Re: [isabelle] Proof help on Cardinality and list_all2



Probably nothing exactly like this has come up before. There is a relevant fact, list_all2_Cons2, which you can find by searching for "list_all2 _ _ (_ # _)" with the find_theorems facility.

I can prove your equality by showing your set construction analogous to a cartesian product.

lemma
  "card {x. list_all2 op < x (a # s)} = a * card {x. list_all2 op < x s}"
proof -
  have eq_cart: "{x. list_all2 op < x (a # s)}
    = (%(x, y). x # y) ` ({..< a} <*> {x. list_all2 op < x s})"
    by (auto simp: list_all2_Cons2)
  have inj: "inj (%(x, y). x # y)"
    by (auto intro: inj_onI)
  show ?thesis
    by (simp add: eq_cart card_image subset_inj_on[OF inj]
                  card_cartesian_product)
qed

I wonder if there is a simpler proof.

Constructing terms using simple operators like image (`) and cartesian product (<*>) tends to make life easier in Isabelle, since it is clear what combinations of operators to search for rules about.
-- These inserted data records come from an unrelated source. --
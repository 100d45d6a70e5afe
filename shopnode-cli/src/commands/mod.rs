pub mod gateway;
pub mod inspect;
pub mod node;
pub mod publish;

use std::path::PathBuf;

use anyhow::{Context, Result};
use shopnode_core::config;
use shopnode_publish::ShopNode;

pub fn home() -> Result<PathBuf> {
    dirs::home_dir().context("could not determine home directory")
}

/// Node for the current user, configured from `~/indie_node_ipfs/config.yaml`.
pub fn open_node() -> Result<ShopNode> {
    let home = home()?;
    let config = config::load_at(&home).context("failed to load node config")?;
    ShopNode::new(&home, &config).context("failed to configure node")
}

pub fn print_json<T: serde::Serialize>(value: &T) -> Result<()> {
    println!(
        "{}",
        serde_json::to_string_pretty(value).context("failed to render JSON")?
    );
    Ok(())
}
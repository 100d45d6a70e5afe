use std::sync::{Arc, Mutex};
use std::time::Duration;

use crate::error::{io_err, DaemonError};
use crate::supervisor::Supervisor;

/// How often the foreground loop checks that the daemon still answers.
pub const LIVENESS_INTERVAL: Duration = Duration::from_secs(5);

type Shared = Arc<Mutex<Supervisor>>;

/// Build a tokio runtime and block the current thread in [`run_foreground`].
pub fn start_blocking(supervisor: Supervisor) -> Result<(), DaemonError> {
    init_tracing();
    let runtime = tokio::runtime::Builder::new_multi_thread()
        .enable_all()
        .build()
        .map_err(|e| io_err("tokio-runtime", e))?;
    runtime.block_on(run_foreground(supervisor))
}

/// Bring the daemon up (attach or start), then wait for ctrl-c and stop it.
///
/// Returns `DaemonUnavailable` if the daemon stops answering while we wait.
pub async fn run_foreground(supervisor: Supervisor) -> Result<(), DaemonError> {
    let shared: Shared = Arc::new(Mutex::new(supervisor));

    let (peer_id, owned) = with_supervisor(&shared, |s| {
        s.ensure_running()?;
        let peer_id = s
            .handle()
            .map(|h| h.identity().peer_id.clone())
            .unwrap_or_default();
        Ok((peer_id, s.owns_child()))
    })
    .await?;
    tracing::info!(%peer_id, owned, "daemon running; press ctrl-c to stop");

    let mut interval = tokio::time::interval(LIVENESS_INTERVAL);
    interval.set_missed_tick_behavior(tokio::time::MissedTickBehavior::Skip);
    interval.tick().await;

    let outcome = loop {
        tokio::select! {
            signal = tokio::signal::ctrl_c() => {
                match signal {
                    Ok(()) => tracing::info!("received ctrl-c, stopping daemon"),
                    Err(err) => tracing::warn!(error = %err, "ctrl-c handler failed, stopping daemon"),
                }
                break Ok(());
            }
            _ = interval.tick() => {
                let alive = with_supervisor(&shared, |s| Ok(s.is_running())).await?;
                if !alive {
                    let endpoint = with_supervisor(&shared, |s| Ok(s.api_addr().to_string())).await?;
                    tracing::error!(%endpoint, "daemon stopped answering");
                    break Err(DaemonError::DaemonUnavailable {
                        endpoint,
                        reason: "daemon stopped answering identity probes".to_string(),
                    });
                }
            }
        }
    };

    with_supervisor(&shared, |s| s.stop()).await?;
    outcome
}

/// Run a blocking supervisor operation off the async workers.
async fn with_supervisor<T, F>(shared: &Shared, op: F) -> Result<T, DaemonError>
where
    T: Send + 'static,
    F: FnOnce(&mut Supervisor) -> Result<T, DaemonError> + Send + 'static,
{
    let shared = Arc::clone(shared);
    let result = tokio::task::spawn_blocking(move || {
        let mut guard = shared.lock().unwrap_or_else(|poisoned| poisoned.into_inner());
        op(&mut guard)
    })
    .await;
    handle_join("supervisor", result)
}

fn handle_join<T>(
    task: &str,
    result: Result<Result<T, DaemonError>, tokio::task::JoinError>,
) -> Result<T, DaemonError> {
    match result {
        Ok(inner) => inner,
        Err(err) => Err(io_err(
            format!("{task} task"),
            std::io::Error::new(std::io::ErrorKind::Other, err.to_string()),
        )),
    }
}

/// Install the stderr `fmt` subscriber (`RUST_LOG`, default `info`). Idempotent.
pub fn init_tracing() {
    use tracing_subscriber::{fmt, EnvFilter};

    let filter = EnvFilter::try_from_default_env().unwrap_or_else(|_| EnvFilter::new("info"));
    let _ = fmt()
        .with_env_filter(filter)
        .with_target(false)
        .with_writer(std::io::stderr)
        .try_init();
}
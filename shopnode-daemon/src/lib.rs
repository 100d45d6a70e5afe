//! Daemon side of shop publication: provisioning the binary, supervising the
//! process, and talking to its HTTP API.

mod error;
pub mod client;
pub mod facade;
pub mod multipart;
pub mod paths;
pub mod platform;
pub mod provision;
mod runtime;
pub mod supervisor;

pub use client::{DaemonApi, DaemonClient, Identity};
pub use error::DaemonError;
pub use facade::{CoreApi, HttpCoreApi, StubCoreApi};
pub use platform::Platform;
pub use provision::{Located, Provisioner};
pub use runtime::{init_tracing, run_foreground, start_blocking};
pub use supervisor::{cid_base32, DaemonHandle, StartPolicy, Supervisor};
Searching for "card (_ <*> _)" locates card_cartesian_product and "card (_ ` _)" yields card_image, etc.

Yours,
    Thomas.

On 07/05/12 12:22, Aaron W. Hsu wrote:
Hello:

I have been trying to see if there is a straightforward way to prove the
following in Isabelle:

   card {x. list_all2 op<  x (a # s)} = a * card {x. list_all2 op<  x s}

Specifically, I suspect that this must have come up somewhere before, and
I seet some statements that might be related in the various built-in
theories, but I am so new to Isabelle that I am having trouble putting
them together into a simple proof. I would appreciate any help on the
nicest way to go about this proof.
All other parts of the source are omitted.